Sexual size dimorphism (SSD) is the difference in segments or body size between sexes prevalent in various species. Understanding the genetic architecture of SSD has remained a significant challenge owing to the complexity of growth mechanisms and the sexual influences among species. The Chinese tongue sole (Cynoglossus semilaevis), which exhibits a female-biased SSD and sex reversal from female to pseudomale, is an ideal model for exploring SSD mechanism at the molecular level. The present study aimed to integrate transcriptome and methylome analysis to unravel the genetic and epigenetic changes in female, male, and pseudomale C. semilaevis. The somatotropic and reproductive tissues (brain, liver, gonad, and muscle) transcriptomes were characterized by RNA-seq technology. Transcriptomic analysis unravelled numerous differentially expressed genes (DEGs) involved in cell growth and death-related pathways.

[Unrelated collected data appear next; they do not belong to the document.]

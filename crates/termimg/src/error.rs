//! Error types for rendering images into the terminal

use std::{io, time::Duration};
use thiserror::Error;

use crate::Backend;

#[derive(Error, Debug)]
pub enum Error {
    /// a backend name outside of iterm / kitty / sixel / blocks
    #[error("unknown backend: {0}")]
    UnknownBackend(String),

    /// every enabled backend is unsupported by the current terminal
    #[error("no backend available")]
    NoBackendAvailable,

    /// window size was queried against something that isn't a terminal
    #[error("unknown window size")]
    UnknownWindowSize,

    #[error(transparent)]
    Decode(#[from] image::ImageError),

    #[error("device attributes probe failed: {0}")]
    Probe(#[source] io::Error),

    #[error("device attributes probe timed out after {0:?}")]
    ProbeTimeout(Duration),

    #[error("not a terminal")]
    NotATerminal,

    #[error("invalid {0}: must be a positive number")]
    InvalidDimension(&'static str),

    #[error("image is empty")]
    EmptyImage,

    #[error("failed to resize image: {0}")]
    Resize(#[from] fast_image_resize::ResizeError),

    #[error("{0} backend is not implemented")]
    NotImplemented(Backend),

    #[error(transparent)]
    Io(#[from] io::Error),
}

pub type Result<T> = std::result::Result<T, Error>;
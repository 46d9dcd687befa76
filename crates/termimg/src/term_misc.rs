use std::{
    collections::HashMap,
    env, io,
    sync::{Arc, atomic::AtomicBool},
};

use base64::{Engine, engine::general_purpose};
use crossterm::terminal::window_size;
use signal_hook::consts::signal::*;
use signal_hook::flag;
use tracing::debug;

use crate::error::{Error, Result};

pub const SAVE_CURSOR: &str = "\x1b[s";
pub const RESTORE_CURSOR: &str = "\x1b[u";

/// converts image bytes into base64
pub fn image_to_base64(img: &[u8]) -> String {
    general_purpose::STANDARD.encode(img)
}

/// turns an absolute location into the escape sequence that moves the cursor there.
/// x is the column and y the row, both 1-indexed.
pub fn loc_to_terminal(at: Option<(u16, u16)>) -> String {
    match at {
        Some((x, y)) => format!("\x1b[{y};{x}H"),
        None => "".to_string(),
    }
}

/// moves the cursor up by `lines` rows
pub fn cursor_up(lines: u16) -> String {
    format!("\x1b[{lines}A")
}

/// size of the terminal window, in cells and in pixels.
/// pixel sizes are 0 when the terminal doesn't report them.
#[derive(Debug, Clone, Copy, PartialEq, Eq)]
pub struct Winsize {
    pub columns: u16,
    pub rows: u16,
    pub px_width: u16,
    pub px_height: u16,
}

impl Default for Winsize {
    fn default() -> Self {
        Winsize {
            columns: 80,
            rows: 24,
            px_width: 0,
            px_height: 0,
        }
    }
}

impl Winsize {
    /// pixel height of a single text row, when known
    pub fn cell_height(&self) -> Option<f32> {
        if self.px_height == 0 || self.rows == 0 {
            return None;
        }
        Some(self.px_height as f32 / self.rows as f32)
    }

    /// how many text rows an image of `height` pixels covers
    pub fn rows_for_height(&self, height: u32) -> Option<u16> {
        let cell = self.cell_height()?;
        Some((height as f32 / cell).ceil() as u16)
    }
}

/// queries the window size of the terminal behind the output stream.
/// fails with `UnknownWindowSize` when the output isn't a terminal.
pub fn query_winsize(output_is_tty: bool) -> Result<Winsize> {
    if !output_is_tty {
        return Err(Error::UnknownWindowSize);
    }
    let res = window_size()?;
    Ok(Winsize {
        columns: res.columns,
        rows: res.rows,
        px_width: res.width,
        px_height: res.height,
    })
}

/// same as `query_winsize` but falls back to 80x24 instead of failing
pub fn winsize_or_default(output_is_tty: bool) -> Winsize {
    match query_winsize(output_is_tty) {
        Ok(ws) if ws.columns > 0 && ws.rows > 0 => ws,
        Ok(ws) => {
            debug!(?ws, "terminal reported an empty window, using default");
            Winsize::default()
        }
        Err(err) => {
            debug!(%err, "using default window size");
            Winsize::default()
        }
    }
}

/// snapshot of the environment variables used to identify the terminal.
/// values are normalized into lowercase.
#[derive(Debug, Clone, Default)]
pub struct EnvIdentifiers {
    pub data: HashMap<String, String>,
}

const ENV_KEYS: [&str; 4] = ["TERM", "TERM_PROGRAM", "ITERM_SESSION_ID", "TMUX"];

impl EnvIdentifiers {
    /// reads the current process environment
    pub fn new() -> Self {
        let mut result = HashMap::new();

        for &key in &ENV_KEYS {
            if let Ok(value) = env::var(key) {
                result.insert(key.to_string(), value.to_lowercase());
            }
        }

        EnvIdentifiers { data: result }
    }

    /// builds a snapshot from explicit pairs, without touching the process environment
    /// # example:
    /// ```
    /// use termimg::term_misc::EnvIdentifiers;
    ///
    /// let env = EnvIdentifiers::from_pairs([("TERM", "foot")]);
    /// assert!(env.equals("TERM", "foot"));
    /// ```
    pub fn from_pairs<'a>(pairs: impl IntoIterator<Item = (&'a str, &'a str)>) -> Self {
        let data = pairs
            .into_iter()
            .map(|(k, v)| (k.to_string(), v.to_lowercase()))
            .collect();
        EnvIdentifiers { data }
    }

    pub fn has_key(&self, key: &str) -> bool {
        self.data.get(key).is_some_and(|v| !v.is_empty())
    }

    /// pass the substr as lowercase
    pub fn contains(&self, key: &str, substr: &str) -> bool {
        self.data.get(key).is_some_and(|f| f.contains(substr))
    }

    /// pass the value as lowercase
    pub fn equals(&self, key: &str, value: &str) -> bool {
        self.data.get(key).is_some_and(|f| f == value)
    }

    pub fn get(&self, key: &str) -> Option<&str> {
        self.data.get(key).map(|f| f.as_str())
    }
}

/// whether we are running inside tmux
pub fn is_tmux(env: &EnvIdentifiers) -> bool {
    env.contains("TERM_PROGRAM", "tmux") || env.has_key("TMUX")
}

/// get a handle to when the program is killed.
/// the first signal only raises the flag so animations can stop on their own,
/// a second one terminates the process.
pub fn setup_signal_handler() -> io::Result<Arc<AtomicBool>> {
    let shutdown = Arc::new(AtomicBool::new(false));

    let mut signals = vec![SIGINT, SIGTERM];
    #[cfg(unix)]
    signals.extend([SIGHUP, SIGQUIT]);

    for signal in signals {
        flag::register_conditional_shutdown(signal, 1, Arc::clone(&shutdown))?;
        flag::register(signal, Arc::clone(&shutdown))?;
    }

    Ok(shutdown)
}
use std::{
    io::{self, Read, Write},
    sync::mpsc,
    thread,
    time::Duration,
};

use crossterm::{
    terminal::{disable_raw_mode, enable_raw_mode},
    tty::IsTty,
};
use tracing::debug;

use crate::{
    config::{Profile, RenderConfig},
    error::{Error, Result},
    iterm_encoder, kitty_encoder, sixel_encoder,
    term_misc::{self, EnvIdentifiers},
};

const DEVICE_ATTRIBUTES_REQUEST: &[u8] = b"\x1b[c";

/// what the attached terminal plausibly supports
#[derive(Debug, Clone, Copy, Default, PartialEq, Eq)]
pub struct Capabilities {
    pub iterm: bool,
    pub kitty: bool,
    pub sixel: bool,
    pub blocks: bool,
    /// running inside tmux; sixel and kitty can't go through it
    pub multiplexer: bool,
}

impl Capabilities {
    /// detects the capabilities of the terminal described by `env`.
    /// the device attributes probe is only sent when the selection could actually land on sixel.
    /// # example:
    /// ```
    /// use termimg::capabilities::{Capabilities, DeviceProbe};
    /// use termimg::config::RenderConfig;
    /// use termimg::term_misc::EnvIdentifiers;
    ///
    /// struct Silent;
    /// impl DeviceProbe for Silent {
    ///     fn device_attributes(&mut self) -> termimg::Result<String> {
    ///         Ok(String::new())
    ///     }
    /// }
    ///
    /// let env = EnvIdentifiers::from_pairs([("ITERM_SESSION_ID", "w0t0p0")]);
    /// let caps = Capabilities::detect(&env, &mut Silent, &RenderConfig::default());
    /// assert!(caps.iterm);
    /// ```
    pub fn detect(env: &EnvIdentifiers, probe: &mut dyn DeviceProbe, config: &RenderConfig) -> Self {
        let wanted = config.backends;
        let multiplexer = term_misc::is_tmux(env);
        let iterm = iterm_encoder::is_iterm_capable(env);
        let kitty = match config.profile {
            Profile::Probed => kitty_encoder::is_kitty_capable(env),
            Profile::Minimal => false,
        };

        let decided_before_sixel =
            (wanted.iterm && iterm) || (wanted.kitty && kitty && !multiplexer);
        let sixel = if wanted.sixel && !multiplexer && !decided_before_sixel {
            sixel_encoder::is_sixel_capable(env, probe)
        } else {
            false
        };

        let caps = Capabilities {
            iterm,
            kitty,
            sixel,
            blocks: true,
            multiplexer,
        };
        debug!(?caps, "detected terminal capabilities");
        caps
    }
}

/// a round trip with the terminal asking for its device attributes
pub trait DeviceProbe {
    /// sends the request and returns the raw reply
    fn device_attributes(&mut self) -> Result<String>;
}

/// probes the terminal attached to stdin / stdout.
///
/// After a timeout the reader thread stays blocked on stdin and will swallow the terminal's late
/// reply, so stdin must not be read again by the process. The probe itself gives up for good:
/// every later call fails with `ProbeTimeout` without touching the terminal.
pub struct TtyProbe {
    timeout: Option<Duration>,
    timed_out: bool,
}

impl TtyProbe {
    /// `None` blocks until the terminal answers
    pub fn new(timeout: Option<Duration>) -> Self {
        TtyProbe {
            timeout,
            timed_out: false,
        }
    }
}

struct RawModeGuard;

impl RawModeGuard {
    fn enable() -> io::Result<Self> {
        enable_raw_mode()?;
        Ok(RawModeGuard)
    }
}

impl Drop for RawModeGuard {
    fn drop(&mut self) {
        let _ = disable_raw_mode();
    }
}

impl DeviceProbe for TtyProbe {
    fn device_attributes(&mut self) -> Result<String> {
        if self.timed_out {
            return Err(Error::ProbeTimeout(self.timeout.unwrap_or_default()));
        }

        let mut stdout = io::stdout();
        if !io::stdin().is_tty() || !stdout.is_tty() {
            return Err(Error::NotATerminal);
        }

        let _raw = RawModeGuard::enable().map_err(Error::Probe)?;
        request_device_attributes(&mut stdout).map_err(Error::Probe)?;

        let Some(timeout) = self.timeout else {
            return read_reply(&mut io::stdin().lock()).map_err(Error::Probe);
        };

        let reply = read_reply_within(io::stdin(), timeout);
        if matches!(reply, Err(Error::ProbeTimeout(_))) {
            self.timed_out = true;
        }
        reply
    }
}

/// like `read_reply`, but stops waiting after `timeout`.
/// the read happens on a helper thread that is abandoned if the input never answers.
pub fn read_reply_within<R: Read + Send + 'static>(mut input: R, timeout: Duration) -> Result<String> {
    let (tx, rx) = mpsc::channel();
    thread::spawn(move || {
        let _ = tx.send(read_reply(&mut input));
    });
    match rx.recv_timeout(timeout) {
        Ok(reply) => reply.map_err(Error::Probe),
        Err(_) => Err(Error::ProbeTimeout(timeout)),
    }
}

/// writes the "report device attributes" request
pub fn request_device_attributes(out: &mut impl Write) -> io::Result<()> {
    out.write_all(DEVICE_ATTRIBUTES_REQUEST)?;
    out.flush()
}

/// reads a reply byte by byte until the closing `c` or the end of the input
pub fn read_reply(input: &mut impl Read) -> io::Result<String> {
    let mut reply = Vec::new();
    let mut byte = [0u8; 1];
    loop {
        match input.read(&mut byte) {
            Ok(0) => break,
            Ok(_) => {
                reply.push(byte[0]);
                if byte[0] == b'c' {
                    break;
                }
            }
            Err(e) if e.kind() == io::ErrorKind::Interrupted => continue,
            Err(e) => return Err(e),
        }
    }
    Ok(String::from_utf8_lossy(&reply).into_owned())
}

/// a reply advertising attribute 4 means sixel graphics
pub fn reply_supports_sixel(reply: &str) -> bool {
    reply.contains(";4;") || reply.contains(";4c")
}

The gonad and muscle methylomes were further employed for screening differentially methylated genes (DMGs). Relatively higher DNA methylation levels were observed in the male and pseudomale individuals. In detail, hypermethylation of the chromosome W was pronounced in the pseudomale group than in the female group. Furthermore, weighted gene co-expression network analysis showed that turquoise and brown modules positively and negatively correlated with the female-biased SSD, respectively. A combined analysis of the module genes and DMGs revealed the female-biased mRNA transcripts and hypomethylated levels in the upstream and downstream regions across the cell cycle-related genes. Moreover, the male and pseudomale-biased gene expression in the hippo signaling pathway were positively correlated with their hypermethylation levels in the gene body. These findings implied that the activation of the cell cycle and the inhibition of the hippo signaling pathway were implicated in C. semilaevis female-biased SSD. In addition, the dynamic expression pattern of the epigenetic regulatory factors, including dnmt1, dnmt3a, dnmt3b, and uhrf1, among the different sexes correspond with their distinct DNA methylation levels. Herein, we provide valuable clues for understanding female-biased SSD in C. semilaevis.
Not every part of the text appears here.